One character comes from the upper crust, and one comes from the bottom. Both have misplaced their priorities, albeit in different ways, on wealth and shiny things and all the stuff that the world praises. Both come to remember what is really valuable, and adjust their lives accordingly, because, whatever their differences in class and background, they both need the same thing.
Everyone needs the same thing, and it’s not money or status. Those are useful things, yes, but having them does not make one wiser, kinder, or happier.
Of course, I hasten to add, lacking them does not make one wiser, kinder, or happier either!
My point is how irrelevant the things of the world are to one’s character, disposition, and worth.
You can wear a ring on every finger, or no rings at all, it doesn’t matter. It doesn’t change who you are, it doesn’t make you better or worse, it has no bearing on what kind of human being you are.
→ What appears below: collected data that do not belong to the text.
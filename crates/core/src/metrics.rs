//! Prometheus metrics for the refresh and search paths.

use once_cell::sync::Lazy;
use prometheus::{
    register_histogram, register_int_counter, register_int_counter_vec, Histogram, IntCounter,
    IntCounterVec,
};

/// Records inserted during catalog refreshes.
pub static REFRESH_INSERTIONS: Lazy<IntCounter> = Lazy::new(|| {
    register_int_counter!(
        "zimshelf_refresh_insertions_total",
        "Catalog records inserted by refresh runs"
    )
    .expect("Failed to register refresh insertions counter")
});

/// Records deleted during catalog refreshes.
pub static REFRESH_DELETIONS: Lazy<IntCounter> = Lazy::new(|| {
    register_int_counter!(
        "zimshelf_refresh_deletions_total",
        "Catalog records deleted by refresh runs"
    )
    .expect("Failed to register refresh deletions counter")
});

/// Feed fetches by outcome ("fetched", "not_modified", "error").
pub static FEED_FETCHES: Lazy<IntCounterVec> = Lazy::new(|| {
    register_int_counter_vec!(
        "zimshelf_feed_fetch_total",
        "Catalog feed fetches by outcome",
        &["outcome"]
    )
    .expect("Failed to register feed fetch counter")
});

/// Wall-clock duration of search requests.
pub static SEARCH_DURATION: Lazy<Histogram> = Lazy::new(|| {
    register_histogram!(
        "zimshelf_search_duration_seconds",
        "Duration of multi-archive search requests"
    )
    .expect("Failed to register search duration histogram")
});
People forget that, a lot, as rich and poor alike look down on each other with haughty pride.
We need to see past what people have, past the rings, the furs, the mansions, the expensive cars and private jets, all the honors of men and glories of the world, or the lack thereof, we need to see past what people don’t have, too. We need to be able to look at each other and see people, regardless of our differences.
In short… we need to just not care about it.
That holds true for class, color, age, religion, nationality, and a hundred other factors over which we divide ourselves.